The brand new public garden Skygarden - Seoullo 7017 - opened this week in the South Korean capital city of Seoul.


The former city highway, raised high above the city was scheduled for demolition before this project was proposed. The vastly ambitious venture has been designed by renowned Dutch Architects and designers MVRDV.

The Skygarden is just one step along the way to making the city of Seoul more pedestrian friendly.

The grid of 16-metre tall concrete bridges have been given a new lease of life, with unique and modern design elements, oodles of glass, blue LED lighting and cylindrical planters.

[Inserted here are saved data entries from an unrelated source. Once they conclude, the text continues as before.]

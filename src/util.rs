//! Small utility helpers used across modules.

use std::sync::OnceLock;

use regex::Regex;

/// Words that can never name a function the harness calls.
const RESERVED: &[&str] = &[
  "await", "break", "case", "catch", "class", "const", "continue", "debugger", "default", "delete",
  "do", "else", "enum", "export", "extends", "false", "finally", "for", "function", "if", "import",
  "in", "instanceof", "let", "new", "null", "return", "static", "super", "switch", "this", "throw",
  "true", "try", "typeof", "var", "void", "while", "with", "yield",
];

/// True if `name` is a plain ASCII JavaScript identifier and not a reserved word.
/// The entry point is spliced into the harness, so nothing else is accepted.
pub fn is_js_identifier(name: &str) -> bool {
  let mut chars = name.chars();
  let first_ok = matches!(chars.next(), Some(c) if c.is_ascii_alphabetic() || c == '_' || c == '$');
  first_ok
    && chars.all(|c| c.is_ascii_alphanumeric() || c == '_' || c == '$')
    && !RESERVED.contains(&name)
}

/// Names of the functions a source declares at its top level, in source order.
///
/// Recognises `function name(`, `function* name(`, `async function name(` and
/// `const|let|var name = <function or arrow>`. Declarations inside blocks,
/// strings, comments, or expressions (`x = function f() {}`) are skipped.
pub fn top_level_functions(source: &str) -> Vec<String> {
  static PATTERNS: OnceLock<[Regex; 2]> = OnceLock::new();
  let patterns = PATTERNS.get_or_init(|| {
    [
      Regex::new(r"\bfunction\s*\*?\s*([A-Za-z_$][\w$]*)\s*\(").expect("invalid function declaration regex"),
      Regex::new(r"\b(?:const|let|var)\s+([A-Za-z_$][\w$]*)\s*=\s*(?:async\b|function\b|\(|[A-Za-z_$][\w$]*\s*=>)")
        .expect("invalid function binding regex"),
    ]
  });

  let (code, depth) = mask_source(source);
  let mut found: Vec<(usize, String)> = Vec::new();
  for re in patterns {
    for caps in re.captures_iter(&code) {
      let (Some(whole), Some(name)) = (caps.get(0), caps.get(1)) else { continue };
      let start = declaration_start(&code, whole.start());
      if depth[start] != 0 || follows_operator(&code[..start]) || !is_js_identifier(name.as_str()) {
        continue;
      }
      found.push((start, name.as_str().to_string()));
    }
  }
  found.sort_by_key(|(pos, _)| *pos);
  found.into_iter().map(|(_, name)| name).collect()
}

/// Widen a `function` match to a preceding `async` so the operator check
/// looks at what comes before the whole declaration.
fn declaration_start(code: &str, start: usize) -> usize {
  let before = code[..start].trim_end();
  match before.strip_suffix("async") {
    Some(rest) if !rest.ends_with(|c: char| c.is_ascii_alphanumeric() || c == '_' || c == '$') => rest.len(),
    _ => start,
  }
}

fn follows_operator(before: &str) -> bool {
  before
    .trim_end()
    .chars()
    .last()
    .is_some_and(|c| "=(,:?![&|+-*/%<>^~".contains(c))
}

/// Blank out strings and comments (byte offsets are preserved) and record the
/// bracket nesting depth at every byte.
fn mask_source(source: &str) -> (String, Vec<u32>) {
  #[derive(Clone, Copy, PartialEq)]
  enum Mode {
    Code,
    Str(char),
    LineComment,
    BlockComment,
  }

  let mut code = String::with_capacity(source.len());
  let mut depth = Vec::with_capacity(source.len() + 1);
  let mut level: u32 = 0;
  let mut mode = Mode::Code;
  let mut chars = source.chars().peekable();
  let mut escaped = false;

  while let Some(c) = chars.next() {
    let mut blank = mode != Mode::Code;
    match mode {
      Mode::Code => match c {
        '\'' | '"' | '`' => {
          mode = Mode::Str(c);
          blank = true;
        }
        '/' if chars.peek() == Some(&'/') => {
          mode = Mode::LineComment;
          blank = true;
        }
        '/' if chars.peek() == Some(&'*') => {
          mode = Mode::BlockComment;
          blank = true;
        }
        '{' | '(' | '[' => level += 1,
        '}' | ')' | ']' => level = level.saturating_sub(1),
        _ => {}
      },
      Mode::Str(quote) => {
        if escaped {
          escaped = false;
        } else if c == '\\' {
          escaped = true;
        } else if c == quote {
          mode = Mode::Code;
        }
      }
      Mode::LineComment => {
        if c == '\n' {
          mode = Mode::Code;
        }
      }
      Mode::BlockComment => {
        if c == '*' && chars.peek() == Some(&'/') {
          chars.next();
          code.push_str("  ");
          depth.extend([level, level]);
          mode = Mode::Code;
          continue;
        }
      }
    }
    if blank && c != '\n' {
      code.extend(std::iter::repeat(' ').take(c.len_utf8()));
    } else {
      code.push(c);
    }
    depth.extend(std::iter::repeat(level).take(c.len_utf8()));
  }
  depth.push(level);
  (code, depth)
}

/// Log-safe truncation for large strings.
/// Avoids spamming logs with huge request/response payloads.
pub fn trunc_for_log(s: &str, max: usize) -> String {
  if s.len() <= max {
    return s.to_string();
  }
  let mut cut = max;
  while !s.is_char_boundary(cut) {
    cut -= 1;
  }
  format!("{}… ({} bytes total)", &s[..cut], s.len())
}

The Seoullo 7017 area is also home to many shops, restaurants and hotels, and improvements to the site, including more ‘satellite’ gardens and more connections to street level are in the pipeline for the future.

The kilometre long 1970’s highway is now home to 24,000 plants of 228 different species and it will become the largest collection of Korean plant species in the city. The plants grown in this ‘urban nursery’ will finally be transported to other areas of the city, in an attempt to increase the greenery of the whole city.

The 983-metre-long park spans the centre of the city, from Namdaemun Market to the districts of Malli-dong, Jungnim-dong and Cheongpa-dong.

The Skygarden project was approved in 2015 and work was started almost immediately. A mere two years later the mammoth project was opened to the public.

The Seoul Skygarden cost $40 Million to create. This is a stark difference to the $200 Million estimate for the similar London garden bridge project - Which has since been scrapped. There are also many similarities with the Skygarden and New York’s famous ‘High Line’ the 1.5 mile-long elevated park on an abandoned railway line in the New York City.